Thursday, March 18, 2021

New Report Shows Challenges Facing 
Low-Income California Renters in 2021, 
Calls for Strategic Response

CALIFORNIA, March 18, 2021 -- The findings in this year's 2021 California Affordable Housing Needs Report  from the California Housing Partnership tell a clear story: the pandemic impacts have only worsened an already untenable situation facing low-income California renters, with rising homelessness and cost burdens leading to increased housing fragility and worsening racial inequality.
  • 78% of extremely low-income (ELI) renter households are paying more than half of their income on housing costs compared to 6% of moderate-income renter households.
  • Black renter households are nearly 50% more severely cost burdened than white renter households.
  • Median rent in California has increased 35% since 2000 while median renter household income has only increased by 6% (adjusted for inflation). 
  • Renters need to earn nearly 3 times the state minimum wage to afford average asking rents in California.
  • California spends nearly 5 times more supporting homeowners than renters.
California needs 1.2 million more affordable homes by 2030 to keep pace with demand. This equates to roughly 120,000 units per year across ten years, which means the state needs urgent action now.

"This report makes clear why California needs a long-term plan with clear goals and metrics to achieve sustained progress for low-income California renters and the homeless. This is the promise of California's Roadmap Home 2030, which we have developed with Housing California over the past year based on input gathered from experts across the state and people with lived experience,says Matt Schwartz, president and CEO of the California Housing Partnership. 
"On March 25th, we will release the Roadmap Home spelling out how California can create 1.2 million new affordable homes, protect 1 million renters, and end chronic homelessness while also increasing racial equity by transforming discriminatory real estate and financial structures." 

We hope you will join us for this event and in our call for state leaders to embrace the Roadmap Home 2030.

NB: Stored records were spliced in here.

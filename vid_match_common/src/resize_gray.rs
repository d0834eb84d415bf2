use std::num::NonZeroU32;

use image::{imageops, imageops::FilterType, GrayImage, RgbImage};

use crate::Crop;

/// Crop a region out of an RGB frame, shrink it to `new_width` x `new_height` and convert
/// it to grayscale.
///
/// The area-averaging filter used by most perceptual hashes is approximated with a
/// triangle filter, which also averages every source pixel when shrinking.
#[must_use]
pub fn crop_resize_gray(
    src_frame: &RgbImage,
    new_width: NonZeroU32,
    new_height: NonZeroU32,
    crop: Crop,
) -> GrayImage {
    let (left, top, width, height) = crop.as_view_args();
    let cropped = imageops::crop_imm(src_frame, left, top, width, height).to_image();
    let resized = imageops::resize(
        &cropped,
        new_width.get(),
        new_height.get(),
        FilterType::Triangle,
    );

    imageops::grayscale(&resized)
}

/// The luma values of a gray image as `f32`, row-major.
#[must_use]
pub fn gray_samples_f32(frame: &GrayImage) -> Vec<f32> {
    frame.as_raw().iter().copied().map(f32::from).collect()
}

#[cfg(test)]
mod test {
    use super::*;
    use image::Rgb;

    #[test]
    fn test_crop_resize_only_sees_cropped_region() {
        let mut frame = RgbImage::from_pixel(20, 10, Rgb([0, 0, 0]));
        for x in 10..20 {
            for y in 0..10 {
                frame.put_pixel(x, y, Rgb([255, 255, 255]));
            }
        }
        let right_half = Crop::from_topleft_and_dims((20, 10), 10, 0, 10, 10);
        let eight = NonZeroU32::new(8).unwrap();

        let gray = crop_resize_gray(&frame, eight, eight, right_half);

        assert_eq!(gray.dimensions(), (8, 8));
        assert!(gray.pixels().all(|p| p.0[0] == 255));
    }
}
/// A rectangular region of an image, stored as the distance of each edge from the
/// corresponding edge of the original image.
#[derive(Clone, Copy, Debug, PartialEq, Eq, PartialOrd, Ord, Hash)]
pub struct Crop {
    pub orig_res: (u32, u32),
    pub left: u32,
    pub right: u32,
    pub top: u32,
    pub bottom: u32,
}

impl Crop {
    #[must_use]
    pub fn from_edge_offsets(
        orig_res: (u32, u32),
        left: u32,
        right: u32,
        top: u32,
        bottom: u32,
    ) -> Self {
        assert!((left + right) < orig_res.0);
        assert!((top + bottom) < orig_res.1);
        Self {
            orig_res,
            left,
            right,
            top,
            bottom,
        }
    }

    #[must_use]
    pub fn from_topleft_and_dims(
        (orig_width, orig_height): (u32, u32),
        x: u32,
        y: u32,
        width: u32,
        height: u32,
    ) -> Self {
        assert!(x + width <= orig_width);
        assert!(y + height <= orig_height);
        let left = x;
        let right = orig_width - width - x;
        let top = y;
        let bottom = orig_height - height - y;
        Self {
            orig_res: (orig_width, orig_height),
            left,
            right,
            top,
            bottom,
        }
    }

    /// The whole image, uncropped.
    #[must_use]
    pub fn full(orig_res: (u32, u32)) -> Self {
        Self::from_edge_offsets(orig_res, 0, 0, 0, 0)
    }

    /// Cell `idx` of an even `cols` x `rows` division of an image, counting across then down.
    /// Any remainder pixels on the right and bottom edges are not covered by any cell.
    ///
    /// Returns None if the image is too small to give every cell at least one pixel, or if
    /// `idx` is out of range.
    #[must_use]
    pub fn grid_cell(orig_res: (u32, u32), cols: u32, rows: u32, idx: u32) -> Option<Self> {
        if cols == 0 || rows == 0 || idx >= cols * rows {
            return None;
        }

        let cell_w = orig_res.0 / cols;
        let cell_h = orig_res.1 / rows;
        if cell_w == 0 || cell_h == 0 {
            return None;
        }

        let x = (idx % cols) * cell_w;
        let y = (idx / cols) * cell_h;
        Some(Self::from_topleft_and_dims(orig_res, x, y, cell_w, cell_h))
    }

    /// (x, y, width, height), the argument order taken by `image::imageops::crop_imm`
    #[must_use]
    pub fn as_view_args(&self) -> (u32, u32, u32, u32) {
        (self.left, self.top, self.width(), self.height())
    }

    #[must_use]
    pub fn width(&self) -> u32 {
        self.orig_res.0 - (self.left + self.right)
    }

    #[must_use]
    pub fn height(&self) -> u32 {
        self.orig_res.1 - (self.top + self.bottom)
    }

    #[must_use]
    pub fn area(&self) -> u32 {
        self.width() * self.height()
    }
}
use std::convert::Infallible;

use crate::{CacheId, VideoMetadata};

/// Persistent per-video storage of metadata and of the JPEG captures taken at each
/// duration percentage. A missing entry is normal and is reported as `None`.
pub trait CaptureStore: Send + Sync {
    type Error: std::error::Error;

    fn read_metadata(&self, id: &CacheId) -> Option<VideoMetadata>;

    fn write_metadata(&self, id: &CacheId, metadata: &VideoMetadata) -> Result<(), Self::Error>;

    fn read_capture(&self, id: &CacheId, percent: u32) -> Option<Vec<u8>>;

    fn write_capture(&self, id: &CacheId, percent: u32, jpeg: Vec<u8>) -> Result<(), Self::Error>;
}

impl<T: CaptureStore + ?Sized> CaptureStore for &T {
    type Error = T::Error;

    fn read_metadata(&self, id: &CacheId) -> Option<VideoMetadata> {
        (**self).read_metadata(id)
    }

    fn write_metadata(&self, id: &CacheId, metadata: &VideoMetadata) -> Result<(), Self::Error> {
        (**self).write_metadata(id, metadata)
    }

    fn read_capture(&self, id: &CacheId, percent: u32) -> Option<Vec<u8>> {
        (**self).read_capture(id, percent)
    }

    fn write_capture(&self, id: &CacheId, percent: u32, jpeg: Vec<u8>) -> Result<(), Self::Error> {
        (**self).write_capture(id, percent, jpeg)
    }
}

/// A store that remembers nothing.
#[derive(Debug, Clone, Copy, Default)]
pub struct NoStore;

impl CaptureStore for NoStore {
    type Error = Infallible;

    fn read_metadata(&self, _id: &CacheId) -> Option<VideoMetadata> {
        None
    }

    fn write_metadata(&self, _id: &CacheId, _metadata: &VideoMetadata) -> Result<(), Infallible> {
        Ok(())
    }

    fn read_capture(&self, _id: &CacheId, _percent: u32) -> Option<Vec<u8>> {
        None
    }

    fn write_capture(&self, _id: &CacheId, _percent: u32, _jpeg: Vec<u8>) -> Result<(), Infallible> {
        Ok(())
    }
}
pub mod live_scan;
pub mod match_candidate;
pub mod match_config;
pub mod match_policy;
pub mod match_set;
pub mod summary;
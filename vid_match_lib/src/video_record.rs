use std::{
    fmt,
    path::{Path, PathBuf},
    time::{SystemTime, UNIX_EPOCH},
};

use serde::{Deserialize, Serialize};

/// Rotation declared in a video's container metadata.
#[derive(Debug, Clone, Copy, PartialEq, Eq, Hash, Default, Serialize, Deserialize)]
pub enum Rotation {
    #[default]
    Rot0,
    Rot90,
    Rot180,
    Rot270,
}

impl Rotation {
    #[must_use]
    pub const fn swaps_axes(self) -> bool {
        matches!(self, Self::Rot90 | Self::Rot270)
    }
}

/// Container metadata, as reported by a [`crate::FrameDecoder`]. `width` and `height` are
/// the coded resolution, before `rotation` is applied.
#[derive(Debug, Clone, PartialEq, Default, Serialize, Deserialize)]
pub struct VideoMetadata {
    pub duration_ms: u64,
    pub width: u32,
    pub height: u32,
    pub rotation: Rotation,
    pub framerate: f64,
    pub bitrate_kbps: u32,
    pub codec: String,
    pub audio: String,
}

impl VideoMetadata {
    /// The resolution that frames are displayed (and captured) at.
    #[must_use]
    pub const fn display_resolution(&self) -> (u32, u32) {
        if self.rotation.swaps_axes() {
            (self.height, self.width)
        } else {
            (self.width, self.height)
        }
    }

    /// Zero width, height or duration means the file is not usable as a video.
    #[must_use]
    pub const fn is_video(&self) -> bool {
        self.width > 0 && self.height > 0 && self.duration_ms > 0
    }
}

/// Everything known about one video file, apart from its fingerprint.
#[derive(Debug, Clone, PartialEq, Serialize, Deserialize)]
pub struct VideoRecord {
    path: PathBuf,
    size_bytes: u64,
    modified: SystemTime,
    duration_ms: u64,
    width: u32,
    height: u32,
    framerate: f64,
    bitrate_kbps: u32,
    codec: String,
    audio: String,
}

impl VideoRecord {
    /// Rotated videos are recorded at their display resolution.
    #[must_use]
    pub fn new(
        path: impl AsRef<Path>,
        size_bytes: u64,
        modified: SystemTime,
        metadata: &VideoMetadata,
    ) -> Self {
        let (width, height) = metadata.display_resolution();
        Self {
            path: path.as_ref().to_path_buf(),
            size_bytes,
            modified,
            duration_ms: metadata.duration_ms,
            width,
            height,
            framerate: metadata.framerate,
            bitrate_kbps: metadata.bitrate_kbps,
            codec: metadata.codec.clone(),
            audio: metadata.audio.clone(),
        }
    }

    #[must_use]
    pub fn path(&self) -> &Path {
        &self.path
    }

    #[must_use]
    pub const fn size_bytes(&self) -> u64 {
        self.size_bytes
    }

    #[must_use]
    pub const fn modified(&self) -> SystemTime {
        self.modified
    }

    #[must_use]
    pub const fn duration_ms(&self) -> u64 {
        self.duration_ms
    }

    #[must_use]
    pub const fn resolution(&self) -> (u32, u32) {
        (self.width, self.height)
    }

    #[must_use]
    pub const fn framerate(&self) -> f64 {
        self.framerate
    }

    #[must_use]
    pub const fn bitrate_kbps(&self) -> u32 {
        self.bitrate_kbps
    }

    #[must_use]
    pub fn codec(&self) -> &str {
        &self.codec
    }

    #[must_use]
    pub fn audio(&self) -> &str {
        &self.audio
    }

    /// The file name, lossily converted. Empty if the path has none.
    #[must_use]
    pub fn file_name(&self) -> String {
        self.path
            .file_name()
            .map(|name| name.to_string_lossy().into_owned())
            .unwrap_or_default()
    }
}

/// Stable key for persisted per-video data: changes whenever the file is moved or modified.
#[derive(Debug, Clone, PartialEq, Eq, PartialOrd, Ord, Hash, Serialize, Deserialize)]
pub struct CacheId(String);

impl CacheId {
    /// Lowercase hex BLAKE3 digest of `"<path>_<mtime secs>.<mtime millis>"`.
    #[must_use]
    pub fn new(path: impl AsRef<Path>, modified: SystemTime) -> Self {
        //mtimes before the epoch are clamped to it.
        let since_epoch = modified.duration_since(UNIX_EPOCH).unwrap_or_default();
        let key = format!(
            "{}_{}.{:03}",
            path.as_ref().display(),
            since_epoch.as_secs(),
            since_epoch.subsec_millis()
        );

        Self(blake3::hash(key.as_bytes()).to_hex().to_string())
    }

    #[must_use]
    pub fn as_str(&self) -> &str {
        &self.0
    }
}

impl fmt::Display for CacheId {
    fn fmt(&self, f: &mut fmt::Formatter<'_>) -> fmt::Result {
        f.write_str(&self.0)
    }
}

#[cfg(test)]
mod test {
    use std::time::Duration;

    use super::*;

    #[test]
    fn test_rotated_record_swaps_resolution() {
        let metadata = VideoMetadata {
            duration_ms: 1000,
            width: 1920,
            height: 1080,
            rotation: Rotation::Rot90,
            ..VideoMetadata::default()
        };
        let record = VideoRecord::new("/a/b.mp4", 5, UNIX_EPOCH, &metadata);
        assert_eq!(record.resolution(), (1080, 1920));
        assert_eq!(record.file_name(), "b.mp4");
    }

    #[test]
    fn test_cache_id_depends_on_path_and_mtime() {
        let t0 = UNIX_EPOCH + Duration::from_millis(1_700_000_000_123);
        let t1 = t0 + Duration::from_millis(1);

        let id = CacheId::new("/v/a.mkv", t0);
        assert_eq!(id, CacheId::new("/v/a.mkv", t0));
        assert_ne!(id, CacheId::new("/v/a.mkv", t1));
        assert_ne!(id, CacheId::new("/v/b.mkv", t0));

        assert_eq!(id.as_str().len(), 64);
        assert!(id.as_str().chars().all(|c| c.is_ascii_hexdigit() && !c.is_ascii_uppercase()));
    }
}
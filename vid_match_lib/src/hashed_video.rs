use crate::{Fingerprint, VideoRecord};

/// A video that has been fingerprinted and can take part in matching. Never modified once
/// built.
#[derive(Debug, Clone, PartialEq)]
pub struct HashedVideo {
    record: VideoRecord,
    fingerprint: Fingerprint,
    thumbnail_jpeg: Vec<u8>,
}

impl HashedVideo {
    #[must_use]
    pub fn new(record: VideoRecord, fingerprint: Fingerprint, thumbnail_jpeg: Vec<u8>) -> Self {
        Self {
            record,
            fingerprint,
            thumbnail_jpeg,
        }
    }

    #[must_use]
    pub fn record(&self) -> &VideoRecord {
        &self.record
    }

    #[must_use]
    pub fn fingerprint(&self) -> &Fingerprint {
        &self.fingerprint
    }

    /// The composite thumbnail, shrunk and JPEG encoded for display. May be empty if
    /// encoding failed.
    #[must_use]
    pub fn thumbnail_jpeg(&self) -> &[u8] {
        &self.thumbnail_jpeg
    }
}
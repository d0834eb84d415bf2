use rayon::prelude::*;
use serde::{Deserialize, Serialize};

use crate::{HashedVideo, MatchConfig, MatchPolicy};

/// How much duplication a collection holds.
#[derive(Debug, Clone, Copy, Default, PartialEq, Eq, Serialize, Deserialize)]
pub struct MatchSummary {
    /// Videos that match at least one video later in the collection.
    pub videos_with_matches: usize,

    /// Sum over those videos of the smaller file size of the video and its first later
    /// match. Deleting the smaller file of each pair would free this much space.
    pub reclaimable_bytes: u64,
}

impl MatchSummary {
    pub(crate) fn add_pair(&mut self, left: &HashedVideo, right: &HashedVideo) {
        self.videos_with_matches += 1;
        self.reclaimable_bytes += left.record().size_bytes().min(right.record().size_bytes());
    }

    fn merge(self, other: Self) -> Self {
        Self {
            videos_with_matches: self.videos_with_matches + other.videos_with_matches,
            reclaimable_bytes: self.reclaimable_bytes + other.reclaimable_bytes,
        }
    }
}

/// Summarize a collection without building a match set. Each video is compared with the
/// videos after it only until its first match.
#[must_use]
pub fn summarize_matches(videos: &[HashedVideo], config: &MatchConfig) -> MatchSummary {
    let policy = MatchPolicy::new(config);

    (0..videos.len())
        .into_par_iter()
        .map(|left| {
            let mut summary = MatchSummary::default();
            let first_match = videos[left + 1..]
                .iter()
                .find(|right| policy.both_videos_match(&videos[left], right).is_match());
            if let Some(right) = first_match {
                summary.add_pair(&videos[left], right);
            }
            summary
        })
        .reduce(MatchSummary::default, MatchSummary::merge)
}

#[cfg(test)]
mod test {
    use rand::prelude::*;

    use super::*;
    use crate::{
        test_util::{hash_with_distance, permissive_config, random_hash, synthetic_video},
        MatchMode, MatchSet,
    };

    #[test]
    fn test_empty_collection() {
        let cfg = permissive_config(MatchMode::FastOnly);
        assert_eq!(summarize_matches(&[], &cfg), MatchSummary::default());
    }

    #[test]
    fn test_only_first_match_of_each_video_counts() {
        let mut rng = StdRng::seed_from_u64(40);
        let a = random_hash(&mut rng);
        let hashes = [
            a,
            hash_with_distance(a, 1, &mut rng),
            hash_with_distance(a, 1, &mut rng),
            random_hash(&mut rng),
        ];
        let vids: Vec<_> = hashes
            .iter()
            .enumerate()
            .map(|(i, &h)| synthetic_video(format!("/sum/{i}.avi"), vec![h], 600_000, &mut rng))
            .collect();
        let cfg = permissive_config(MatchMode::FastOnly);

        let summary = summarize_matches(&vids, &cfg);

        //video 0 matches 1 and 2 but only counts once. Video 1 matches 2.
        assert_eq!(summary.videos_with_matches, 2);
        let smaller = |l: usize, r: usize| {
            vids[l].record().size_bytes().min(vids[r].record().size_bytes())
        };
        assert_eq!(summary.reclaimable_bytes, smaller(0, 1) + smaller(1, 2));

        //a match set over the same collection agrees.
        assert_eq!(MatchSet::build(&vids, &cfg).summary(&vids).unwrap(), summary);
    }
}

@RoadmapHome2030:  Twitter  |  Facebook  |  Instagram

  1. Initiate a $10 billion statewide housing bond to fund five more years of affordable housing for low-income families and people experiencing homelessness.
  2. Permanently fund local governments to implement flexible homelessness solutions by recapturing $2.4 billion per year lost through corporate tax loopholes and reductions through the Bring CA Home campaign (
  3. Make permanent the $500 million expansion of the state Low Income Housing Tax Credit to increase affordable housing production through public-private partnerships.
  4. Empower voters to support building affordable homes locally by lowering the supermajority approval threshold required for housing ballot measures to 55% (the same requirement for educational facilities).
  5. Fund the conversion of commercial properties and market-rate rental properties occupied by low-income households into affordable homes, building on the success of Project Homekey.
  6. Allow new apartment and condominium developments to be built in commercial and mixed- use zones when at least 20% of the homes are affordable to low-income households.
  7. Speed the construction of affordable homes and reduce uncertainty and costs by streamlining the award of state funding for affordable housing developments from four different state agencies into one decision-making process.
  8. Speed up affordable housing production and eliminate inequitable misuses of the California Environmental Quality Act (CEQA) by exempting new housing developments that are 100% affordable to low-income households.
*These eight proposals are a subset of 57 policy priorities that comprise the full Roadmap Home.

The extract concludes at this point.